Рассказ Достоевского, составляющий часть «Дневника писателя», не похож ни на что другое в его наследии. Это и едва ли не первое в русской литературе описание личного визионерского опыта, и религиозно-социальная утопия, дающая фору всем снам Веры Павловны. Но в ней встречаются и хорошо известные достоевские мотивы: идейной одержимости, сумасшествия, «слезинки ребенка».
В центре спектакля — фигура так называемого Смешного человека. Персонаж, которому вдруг стало «все равно» и который в самоубийстве ищет подтверждения идеи, что раз он перестанет существовать, то вместе с ним и мир. А значит, это снимает нравственную окраску любого его поступка. Герой Ивана Ефремова, молодого, и, как мне кажется, любопытного актера, несет в себе черты пленника идеи, человека, одержимого мыслью, продолжает ряд персонажей вроде Ставрогина или Кириллова, но по своей природе, возрасту, личному опыту все-таки ближе достоевским «мечтателям». Ему «не всё равно», и этого не спрячешь ни за сухим блеском глаз, ни за резкими рублеными фразами. Лицо его то и дело озаряется доверчивой полуулыбкой, а глаза будто ищут поддержки, подтверждения своих слов у зрительного зала.

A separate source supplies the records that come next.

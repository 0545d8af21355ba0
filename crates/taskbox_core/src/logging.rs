//! Core logging bootstrap and safety policy.
//!
//! # Responsibility
//! - Initialize file-based rolling logs exactly once per process.
//! - Emit stable, metadata-only diagnostic events from core.
//!
//! # Invariants
//! - Logging init is idempotent for the same configuration.
//! - Logging initialization must not panic.
//! - Re-initialization with a different level or directory is rejected.
//! - Task titles never reach the log; only IDs, modes and counts do.

use flexi_logger::{Cleanup, Criterion, FileSpec, Logger, LoggerHandle, Naming, WriteMode};
use log::{error, info};
use once_cell::sync::OnceCell;
use std::error::Error;
use std::fmt::{Display, Formatter};
use std::path::{Path, PathBuf};

const LOG_FILE_BASENAME: &str = "taskbox";
const MAX_LOG_FILE_SIZE_BYTES: u64 = 10 * 1024 * 1024;
const MAX_LOG_FILES: usize = 5;
const MAX_PANIC_PAYLOAD_CHARS: usize = 160;

static LOGGING_STATE: OnceCell<LoggingState> = OnceCell::new();
static PANIC_HOOK_INSTALLED: OnceCell<()> = OnceCell::new();

struct LoggingState {
    level: &'static str,
    log_dir: PathBuf,
    _logger: LoggerHandle,
}

/// Requested logging setup.
#[derive(Debug, Clone, PartialEq, Eq)]
pub struct LoggingConfig {
    /// One of `trace|debug|info|warn|error`, case-insensitive.
    pub level: String,
    /// Absolute directory for rolling log files.
    pub log_dir: String,
}

impl LoggingConfig {
    pub fn new(level: impl Into<String>, log_dir: impl Into<String>) -> Self {
        Self {
            level: level.into(),
            log_dir: log_dir.into(),
        }
    }

    /// Config using the build-mode default level.
    pub fn with_default_level(log_dir: impl Into<String>) -> Self {
        Self::new(default_log_level(), log_dir)
    }
}

/// Logging setup failures.
#[derive(Debug)]
pub enum LoggingError {
    UnsupportedLevel(String),
    EmptyLogDir,
    RelativeLogDir(String),
    CreateDir { dir: PathBuf, source: std::io::Error },
    Backend(String),
    LevelConflict { active: &'static str, requested: &'static str },
    DirConflict { active: PathBuf, requested: PathBuf },
}

impl Display for LoggingError {
    fn fmt(&self, f: &mut Formatter<'_>) -> std::fmt::Result {
        match self {
            Self::UnsupportedLevel(level) => write!(
                f,
                "unsupported log level `{level}`; expected trace|debug|info|warn|error"
            ),
            Self::EmptyLogDir => write!(f, "log_dir cannot be empty"),
            Self::RelativeLogDir(dir) => {
                write!(f, "log_dir must be an absolute path, got `{dir}`")
            }
            Self::CreateDir { dir, source } => write!(
                f,
                "failed to create log directory `{}`: {source}",
                dir.display()
            ),
            Self::Backend(message) => write!(f, "failed to start logger: {message}"),
            Self::LevelConflict { active, requested } => write!(
                f,
                "logging already initialized with level `{active}`; refusing to switch to `{requested}`"
            ),
            Self::DirConflict { active, requested } => write!(
                f,
                "logging already initialized at `{}`; refusing to switch to `{}`",
                active.display(),
                requested.display()
            ),
        }
    }
}

impl Error for LoggingError {
    fn source(&self) -> Option<&(dyn Error + 'static)> {
        match self {
            Self::CreateDir { source, .. } => Some(source),
            _ => None,
        }
    }
}

/// Initializes core logging.
///
/// # Invariants
/// - Repeating the same config is a no-op.
/// - A different level or directory after a successful init is rejected.
/// - Never panics.
///
/// # Errors
/// - `UnsupportedLevel`, `EmptyLogDir`, `RelativeLogDir` for bad input.
/// - `CreateDir` / `Backend` when the file logger cannot start.
/// - `LevelConflict` / `DirConflict` on reconfiguration attempts.
pub fn init_logging(config: &LoggingConfig) -> Result<(), LoggingError> {
    let normalized_level = normalize_level(&config.level)?;
    let normalized_dir = normalize_log_dir(&config.log_dir)?;

    let state =
        LOGGING_STATE.get_or_try_init(|| start_logger(normalized_level, &normalized_dir))?;
    ensure_same_config(state, normalized_level, &normalized_dir)
}

/// Returns `(level, log_dir)` when logging is active.
pub fn logging_status() -> Option<(&'static str, PathBuf)> {
    LOGGING_STATE
        .get()
        .map(|state| (state.level, state.log_dir.clone()))
}

/// `debug` in debug builds, `info` in release builds.
pub fn default_log_level() -> &'static str {
    if cfg!(debug_assertions) {
        "debug"
    } else {
        "info"
    }
}

fn start_logger(level: &'static str, dir: &Path) -> Result<LoggingState, LoggingError> {
    std::fs::create_dir_all(dir).map_err(|source| LoggingError::CreateDir {
        dir: dir.to_path_buf(),
        source,
    })?;

    let logger = Logger::try_with_str(level)
        .map_err(|err| LoggingError::Backend(err.to_string()))?
        .log_to_file(
            FileSpec::default()
                .directory(dir)
                .basename(LOG_FILE_BASENAME),
        )
        .rotate(
            Criterion::Size(MAX_LOG_FILE_SIZE_BYTES),
            Naming::Numbers,
            Cleanup::KeepLogFiles(MAX_LOG_FILES),
        )
        .write_mode(WriteMode::BufferAndFlush)
        .append()
        // Format: [YYYY-MM-DD HH:MM:SS.ffffff TZ] LEVEL [module] file:line: message
        .format_for_files(flexi_logger::detailed_format)
        .start()
        .map_err(|err| LoggingError::Backend(err.to_string()))?;

    install_panic_hook_once();

    info!(
        "event=app_start module=core status=ok platform={} build_mode={} version={}",
        std::env::consts::OS,
        build_mode(),
        env!("CARGO_PKG_VERSION")
    );
    info!(
        "event=core_init module=core status=ok level={} log_dir={}",
        level,
        dir.display()
    );

    Ok(LoggingState {
        level,
        log_dir: dir.to_path_buf(),
        _logger: logger,
    })
}

fn ensure_same_config(
    state: &LoggingState,
    level: &'static str,
    dir: &Path,
) -> Result<(), LoggingError> {
    if state.log_dir != dir {
        return Err(LoggingError::DirConflict {
            active: state.log_dir.clone(),
            requested: dir.to_path_buf(),
        });
    }
    if state.level != level {
        return Err(LoggingError::LevelConflict {
            active: state.level,
            requested: level,
        });
    }
    Ok(())
}

fn normalize_level(level: &str) -> Result<&'static str, LoggingError> {
    match level.trim().to_ascii_lowercase().as_str() {
        "trace" => Ok("trace"),
        "debug" => Ok("debug"),
        "info" => Ok("info"),
        "warn" | "warning" => Ok("warn"),
        "error" => Ok("error"),
        other => Err(LoggingError::UnsupportedLevel(other.to_string())),
    }
}

fn normalize_log_dir(log_dir: &str) -> Result<PathBuf, LoggingError> {
    let trimmed = log_dir.trim();
    if trimmed.is_empty() {
        return Err(LoggingError::EmptyLogDir);
    }
    let path = Path::new(trimmed);
    if !path.is_absolute() {
        return Err(LoggingError::RelativeLogDir(trimmed.to_string()));
    }
    Ok(path.to_path_buf())
}

fn build_mode() -> &'static str {
    if cfg!(debug_assertions) {
        "debug"
    } else {
        "release"
    }
}

fn install_panic_hook_once() {
    if PANIC_HOOK_INSTALLED.get().is_some() {
        return;
    }

    let previous_hook = std::panic::take_hook();
    std::panic::set_hook(Box::new(move |panic_info| {
        // Payload may echo task titles; cap and flatten before logging.
        let location = panic_info
            .location()
            .map(|loc| format!("{}:{}", loc.file(), loc.line()))
            .unwrap_or_else(|| "unknown".to_string());
        let payload = panic_payload_summary(panic_info);
        error!(
            "event=panic_captured module=core status=error location={} payload={}",
            location, payload
        );
        previous_hook(panic_info);
    }));

    let _ = PANIC_HOOK_INSTALLED.set(());
}

fn panic_payload_summary(info: &std::panic::PanicHookInfo<'_>) -> String {
    let payload = if let Some(message) = info.payload().downcast_ref::<&str>() {
        (*message).to_string()
    } else if let Some(message) = info.payload().downcast_ref::<String>() {
        message.clone()
    } else {
        "non-string panic payload".to_string()
    };

    sanitize_message(&payload, MAX_PANIC_PAYLOAD_CHARS)
}

fn sanitize_message(value: &str, max_chars: usize) -> String {
    let normalized = value.replace(['\n', '\r'], " ");
    let mut truncated = normalized.chars().take(max_chars).collect::<String>();
    if normalized.chars().count() > max_chars {
        truncated.push_str("...");
    }
    truncated
}
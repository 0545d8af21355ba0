//! Core view logic for Taskbox.
//! This crate is the single source of truth for task ordering and render-mode rules.

pub mod logging;
pub mod model;
pub mod stories;
pub mod view;

pub use logging::{default_log_level, init_logging, logging_status, LoggingConfig, LoggingError};
pub use model::task::{
    parse_task_state, Task, TaskId, TaskState, TaskStateError, TaskValidationError,
};
pub use stories::{all_stories, parse_story_id, render_story, StoryError, StoryId, StoryView};
pub use view::actions::{ActionLog, TaskActions, TaskIntent};
pub use view::task_item::{
    render_task_item, Affordance, AffordanceKind, Propagation, TaskItemView,
};
pub use view::task_list::{
    order_for_display, render_task_list, EmptyState, LoadingRow, RenderMode, TaskListProps,
    TaskListView, LOADING_ROW_COUNT,
};
pub use view::text::{render_item_text, render_list_text};

/// Minimal health-check API for early integration.
pub fn ping() -> &'static str {
    "pong"
}

/// Returns the core crate version.
pub fn core_version() -> &'static str {
    env!("CARGO_PKG_VERSION")
}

Кроме Смешного человека, в спектакле есть коллективный персонаж по имени Социум. Все те эпизодические лица, которые у Достоевского — на глубокой периферии сюжета, здесь сливаются в своего рода хор. Мотив социума, репрессивного по отношению к главному герою, неожиданно становится определяющим. Пустое пространство заполняется фигурами и голосами. Комната героя, через которую шествуют хозяйка, буйные гуляки-соседи, проститутки, постепенно захламляется. Проходные (у Достоевского) сцены, вроде похорон, развертываются в самостоятельные этюды. Посмертные ощущения героя растаскиваются на реплики окружением. Звуки пьяной икоты, соединяясь с молитвой и со стуком молотка, вколачивающего в гроб гвозди, образуют своего рода музыкальную мессу. Вечность, ждущая героя, представлена жирным пауком, выползшим из баньки Свидригайлова.
Зрители, знакомые с сюжетом, замирают в предощущении интриги: какими театральными средствами режиссер покажет космическое путешествие героя в компании с черным человеком и, самое главное, какими окажутся безгрешные «дети солнца», на планету которых Смешной человек попадает после смерти. И если межгалактический трансфер осуществляется по-театральному буднично: один из бывших «соседей» прячет глаза за черными очками, забирается на стремянку и вкручивает софит — зажигает новое солнце, то со вторым все гораздо сложнее. В театре нет ничего более сложного, чем две вещи: сыграть веру и сделать утопию убедительной. Сам Достоевский, рисуя жизнь детей солнца, населяющих у него землю сродни Греческому архипелагу, явно руководствовался гесиодовскими мотивами мифа о «золотом веке». Земля блаженных сотворяется у нас на глазах: сцена устилается миллионами белых, блестящих подобно морской гальке, фасолин. Фасоль шуршит под ногами так, что в этом звуке, чудится шум набегающих на берег волн. Невинных, не знающих греха аборигенов изображает резвая молодежь в белых холстинковых платьях и рубахах (до этого выступавшая в роли пьяных соседей и проституток). А их блаженное состояние подчеркивается таким же «блаженным», не умолкающим ни на минуту смехом. Наивный пантеизм — в птичьем языке жителей Земли-2, и в человеческом — птиц (бумажные салфетки-птицы чирикают бетховеновскую «Оду к радости»). А процесс воспроизводства популяции не знающих греха аборигенов заставляет вспомнить пресловутый «монтаж» из фильма «Человек с бульвара капуцинов»: вслед за целомудренными объятиями и насыпанием камешков в подол невесты незамедлительно выносят младенца в пеленках. А иногда сразу трех.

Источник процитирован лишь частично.